Assigned task: What is the number of lines in the listing below that include the string "details"? Answer with that number alone.
....................
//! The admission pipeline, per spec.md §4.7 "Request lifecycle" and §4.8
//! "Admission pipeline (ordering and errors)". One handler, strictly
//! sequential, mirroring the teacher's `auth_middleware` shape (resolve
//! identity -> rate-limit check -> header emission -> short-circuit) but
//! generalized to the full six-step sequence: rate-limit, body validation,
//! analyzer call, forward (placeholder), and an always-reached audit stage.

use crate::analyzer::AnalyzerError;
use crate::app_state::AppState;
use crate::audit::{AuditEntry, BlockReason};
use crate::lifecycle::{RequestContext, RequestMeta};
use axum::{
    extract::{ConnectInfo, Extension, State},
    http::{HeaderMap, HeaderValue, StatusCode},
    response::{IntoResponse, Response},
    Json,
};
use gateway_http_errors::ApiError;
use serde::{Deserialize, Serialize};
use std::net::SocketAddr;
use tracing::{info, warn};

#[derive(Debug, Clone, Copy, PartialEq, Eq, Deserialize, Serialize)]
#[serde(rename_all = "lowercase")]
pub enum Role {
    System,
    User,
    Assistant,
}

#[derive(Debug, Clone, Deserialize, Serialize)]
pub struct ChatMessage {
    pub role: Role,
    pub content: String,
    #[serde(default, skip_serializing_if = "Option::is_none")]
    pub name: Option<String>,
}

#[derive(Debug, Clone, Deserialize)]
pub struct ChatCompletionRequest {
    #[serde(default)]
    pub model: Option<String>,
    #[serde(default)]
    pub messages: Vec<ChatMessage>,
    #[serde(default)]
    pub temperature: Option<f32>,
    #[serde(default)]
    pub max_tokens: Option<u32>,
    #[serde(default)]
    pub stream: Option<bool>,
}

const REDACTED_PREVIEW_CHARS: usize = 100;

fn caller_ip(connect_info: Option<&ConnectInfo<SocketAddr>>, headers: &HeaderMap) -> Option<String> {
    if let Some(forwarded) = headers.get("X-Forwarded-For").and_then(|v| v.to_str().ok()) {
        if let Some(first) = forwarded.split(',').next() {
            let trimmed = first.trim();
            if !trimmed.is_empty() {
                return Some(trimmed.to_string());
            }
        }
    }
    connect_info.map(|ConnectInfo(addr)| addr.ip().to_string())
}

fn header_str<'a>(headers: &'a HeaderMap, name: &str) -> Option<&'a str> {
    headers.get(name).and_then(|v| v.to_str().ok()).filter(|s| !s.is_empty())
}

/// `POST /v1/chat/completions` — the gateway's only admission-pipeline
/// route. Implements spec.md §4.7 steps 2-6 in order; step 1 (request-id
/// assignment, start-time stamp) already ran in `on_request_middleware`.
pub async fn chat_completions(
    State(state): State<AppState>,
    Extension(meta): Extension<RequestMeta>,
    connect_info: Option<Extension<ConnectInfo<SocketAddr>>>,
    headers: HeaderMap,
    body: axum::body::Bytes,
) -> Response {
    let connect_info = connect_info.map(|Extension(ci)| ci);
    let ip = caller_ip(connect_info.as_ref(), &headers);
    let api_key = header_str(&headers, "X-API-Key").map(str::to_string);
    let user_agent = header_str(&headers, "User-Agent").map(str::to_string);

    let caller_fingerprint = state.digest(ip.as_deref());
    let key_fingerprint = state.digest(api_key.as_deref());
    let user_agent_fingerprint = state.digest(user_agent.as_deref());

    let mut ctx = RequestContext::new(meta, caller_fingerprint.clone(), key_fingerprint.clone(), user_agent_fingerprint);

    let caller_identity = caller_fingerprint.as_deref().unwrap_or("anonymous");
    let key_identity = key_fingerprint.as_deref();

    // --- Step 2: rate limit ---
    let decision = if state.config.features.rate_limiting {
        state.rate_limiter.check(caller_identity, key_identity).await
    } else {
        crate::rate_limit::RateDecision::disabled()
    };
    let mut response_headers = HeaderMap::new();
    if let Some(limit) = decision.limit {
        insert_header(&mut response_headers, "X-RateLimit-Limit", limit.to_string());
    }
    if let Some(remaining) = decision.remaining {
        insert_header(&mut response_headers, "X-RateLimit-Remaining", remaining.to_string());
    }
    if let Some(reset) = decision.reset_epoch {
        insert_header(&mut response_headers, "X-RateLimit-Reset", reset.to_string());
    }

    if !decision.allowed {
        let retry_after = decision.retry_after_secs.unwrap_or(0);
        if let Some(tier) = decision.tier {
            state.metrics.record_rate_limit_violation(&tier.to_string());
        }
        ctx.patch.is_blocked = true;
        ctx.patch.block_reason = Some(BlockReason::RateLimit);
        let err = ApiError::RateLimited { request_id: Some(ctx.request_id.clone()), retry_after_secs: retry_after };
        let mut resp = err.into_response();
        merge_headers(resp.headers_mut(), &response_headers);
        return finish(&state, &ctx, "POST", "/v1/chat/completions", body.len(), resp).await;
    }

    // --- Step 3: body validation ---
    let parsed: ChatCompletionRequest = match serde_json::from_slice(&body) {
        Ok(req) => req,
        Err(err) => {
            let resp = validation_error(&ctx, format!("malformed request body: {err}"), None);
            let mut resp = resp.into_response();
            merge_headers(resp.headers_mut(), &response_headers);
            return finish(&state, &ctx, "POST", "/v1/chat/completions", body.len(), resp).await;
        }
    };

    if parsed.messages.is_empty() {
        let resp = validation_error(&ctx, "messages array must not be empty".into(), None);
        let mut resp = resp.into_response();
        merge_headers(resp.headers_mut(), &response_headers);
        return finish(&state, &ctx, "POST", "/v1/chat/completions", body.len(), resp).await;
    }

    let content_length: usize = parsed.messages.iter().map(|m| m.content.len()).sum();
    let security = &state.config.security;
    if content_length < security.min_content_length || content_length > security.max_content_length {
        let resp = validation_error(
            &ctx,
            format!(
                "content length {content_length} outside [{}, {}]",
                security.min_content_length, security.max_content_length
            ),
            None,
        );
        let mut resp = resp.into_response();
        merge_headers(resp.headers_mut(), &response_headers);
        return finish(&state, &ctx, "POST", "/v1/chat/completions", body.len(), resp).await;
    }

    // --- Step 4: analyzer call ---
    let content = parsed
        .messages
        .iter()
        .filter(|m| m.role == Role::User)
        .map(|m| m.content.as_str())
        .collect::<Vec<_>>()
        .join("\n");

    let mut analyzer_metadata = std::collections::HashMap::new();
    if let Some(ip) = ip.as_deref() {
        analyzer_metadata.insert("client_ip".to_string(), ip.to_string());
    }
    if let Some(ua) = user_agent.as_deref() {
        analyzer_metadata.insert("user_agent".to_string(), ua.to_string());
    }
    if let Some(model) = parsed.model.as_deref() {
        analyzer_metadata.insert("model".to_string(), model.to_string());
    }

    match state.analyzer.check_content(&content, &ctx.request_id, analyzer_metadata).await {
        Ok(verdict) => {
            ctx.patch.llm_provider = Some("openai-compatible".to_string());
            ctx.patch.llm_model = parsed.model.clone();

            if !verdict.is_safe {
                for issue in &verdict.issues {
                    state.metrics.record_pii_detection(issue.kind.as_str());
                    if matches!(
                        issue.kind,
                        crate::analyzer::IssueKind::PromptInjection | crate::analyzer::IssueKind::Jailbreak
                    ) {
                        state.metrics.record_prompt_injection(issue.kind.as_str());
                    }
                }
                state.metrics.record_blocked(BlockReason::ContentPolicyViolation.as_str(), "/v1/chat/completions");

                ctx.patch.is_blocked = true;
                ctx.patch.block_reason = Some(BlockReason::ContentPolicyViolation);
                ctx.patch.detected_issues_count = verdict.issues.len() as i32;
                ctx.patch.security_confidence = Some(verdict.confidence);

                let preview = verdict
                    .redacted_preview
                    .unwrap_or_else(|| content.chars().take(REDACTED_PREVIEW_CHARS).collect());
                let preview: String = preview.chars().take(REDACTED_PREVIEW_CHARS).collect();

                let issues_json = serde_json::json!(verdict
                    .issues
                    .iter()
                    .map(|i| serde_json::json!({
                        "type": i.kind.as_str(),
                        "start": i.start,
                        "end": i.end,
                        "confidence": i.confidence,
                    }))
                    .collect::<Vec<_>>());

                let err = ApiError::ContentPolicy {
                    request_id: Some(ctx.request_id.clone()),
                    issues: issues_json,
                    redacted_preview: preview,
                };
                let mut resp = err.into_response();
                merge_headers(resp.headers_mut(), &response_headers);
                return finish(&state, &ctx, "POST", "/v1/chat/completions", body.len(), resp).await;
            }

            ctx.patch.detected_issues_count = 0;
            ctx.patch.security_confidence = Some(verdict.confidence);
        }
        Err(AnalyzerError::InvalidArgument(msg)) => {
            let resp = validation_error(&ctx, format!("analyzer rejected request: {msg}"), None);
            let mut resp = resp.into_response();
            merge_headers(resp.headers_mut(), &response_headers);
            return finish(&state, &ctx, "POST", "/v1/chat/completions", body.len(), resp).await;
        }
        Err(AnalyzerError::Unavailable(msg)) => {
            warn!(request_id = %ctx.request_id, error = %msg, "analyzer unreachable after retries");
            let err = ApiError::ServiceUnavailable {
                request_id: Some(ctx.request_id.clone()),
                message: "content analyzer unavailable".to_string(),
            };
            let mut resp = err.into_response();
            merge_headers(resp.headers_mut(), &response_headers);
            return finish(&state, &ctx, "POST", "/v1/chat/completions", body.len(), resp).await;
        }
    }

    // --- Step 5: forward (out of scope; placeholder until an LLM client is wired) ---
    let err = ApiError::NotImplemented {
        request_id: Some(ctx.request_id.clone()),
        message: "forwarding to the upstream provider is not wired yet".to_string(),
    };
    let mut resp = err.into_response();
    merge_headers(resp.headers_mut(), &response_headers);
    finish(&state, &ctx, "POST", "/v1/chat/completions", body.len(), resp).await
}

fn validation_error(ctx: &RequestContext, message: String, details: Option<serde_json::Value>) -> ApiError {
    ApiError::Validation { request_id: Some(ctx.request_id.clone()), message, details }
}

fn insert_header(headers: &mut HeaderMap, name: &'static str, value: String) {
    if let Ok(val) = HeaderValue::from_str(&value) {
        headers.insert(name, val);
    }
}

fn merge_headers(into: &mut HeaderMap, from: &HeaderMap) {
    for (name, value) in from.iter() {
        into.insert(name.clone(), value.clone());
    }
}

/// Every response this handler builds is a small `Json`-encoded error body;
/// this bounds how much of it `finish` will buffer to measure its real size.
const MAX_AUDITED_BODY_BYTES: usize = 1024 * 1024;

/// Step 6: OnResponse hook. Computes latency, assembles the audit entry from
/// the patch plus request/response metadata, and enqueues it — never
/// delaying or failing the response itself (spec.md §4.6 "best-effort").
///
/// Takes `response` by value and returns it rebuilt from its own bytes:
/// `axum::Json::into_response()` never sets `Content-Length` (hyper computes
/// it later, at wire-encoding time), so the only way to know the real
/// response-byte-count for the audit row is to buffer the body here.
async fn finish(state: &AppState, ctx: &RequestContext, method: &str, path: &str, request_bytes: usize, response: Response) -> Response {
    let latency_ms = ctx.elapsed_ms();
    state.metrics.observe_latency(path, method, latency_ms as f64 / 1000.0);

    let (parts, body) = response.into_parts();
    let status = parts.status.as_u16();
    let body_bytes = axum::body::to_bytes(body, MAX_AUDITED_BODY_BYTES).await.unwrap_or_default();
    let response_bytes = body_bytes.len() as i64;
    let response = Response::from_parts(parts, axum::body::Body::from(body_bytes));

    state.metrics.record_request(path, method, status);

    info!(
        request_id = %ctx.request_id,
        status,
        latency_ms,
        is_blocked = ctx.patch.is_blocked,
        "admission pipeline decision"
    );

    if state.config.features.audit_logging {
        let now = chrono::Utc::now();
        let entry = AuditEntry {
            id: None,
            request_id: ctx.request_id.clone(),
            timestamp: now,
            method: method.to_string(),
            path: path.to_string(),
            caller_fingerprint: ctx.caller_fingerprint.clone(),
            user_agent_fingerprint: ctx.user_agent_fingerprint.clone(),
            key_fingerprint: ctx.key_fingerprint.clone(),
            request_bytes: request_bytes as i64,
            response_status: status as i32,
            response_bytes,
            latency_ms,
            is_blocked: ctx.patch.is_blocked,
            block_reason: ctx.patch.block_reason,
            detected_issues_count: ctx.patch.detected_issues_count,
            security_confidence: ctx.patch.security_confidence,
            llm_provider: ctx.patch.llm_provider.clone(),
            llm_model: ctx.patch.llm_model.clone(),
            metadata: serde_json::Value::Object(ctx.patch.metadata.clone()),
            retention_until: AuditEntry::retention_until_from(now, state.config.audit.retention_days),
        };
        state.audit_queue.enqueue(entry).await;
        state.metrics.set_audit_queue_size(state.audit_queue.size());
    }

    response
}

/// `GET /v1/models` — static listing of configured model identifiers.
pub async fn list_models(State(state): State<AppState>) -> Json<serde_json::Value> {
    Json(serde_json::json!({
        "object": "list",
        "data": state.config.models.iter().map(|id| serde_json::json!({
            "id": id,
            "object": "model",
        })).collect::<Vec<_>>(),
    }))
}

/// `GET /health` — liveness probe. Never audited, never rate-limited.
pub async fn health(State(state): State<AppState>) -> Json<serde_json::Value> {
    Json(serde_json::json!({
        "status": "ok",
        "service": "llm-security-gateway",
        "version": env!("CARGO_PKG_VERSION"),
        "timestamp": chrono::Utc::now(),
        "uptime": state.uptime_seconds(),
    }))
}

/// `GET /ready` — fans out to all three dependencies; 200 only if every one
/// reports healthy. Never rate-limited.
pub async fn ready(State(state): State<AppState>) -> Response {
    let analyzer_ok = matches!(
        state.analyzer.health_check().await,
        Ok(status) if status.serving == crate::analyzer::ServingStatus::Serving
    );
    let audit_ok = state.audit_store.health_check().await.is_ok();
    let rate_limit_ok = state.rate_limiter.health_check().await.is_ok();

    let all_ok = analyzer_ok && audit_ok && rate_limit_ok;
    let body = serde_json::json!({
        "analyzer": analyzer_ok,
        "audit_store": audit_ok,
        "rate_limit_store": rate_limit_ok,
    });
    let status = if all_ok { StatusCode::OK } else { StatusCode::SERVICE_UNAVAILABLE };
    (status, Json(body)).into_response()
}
....................
Answer space: 2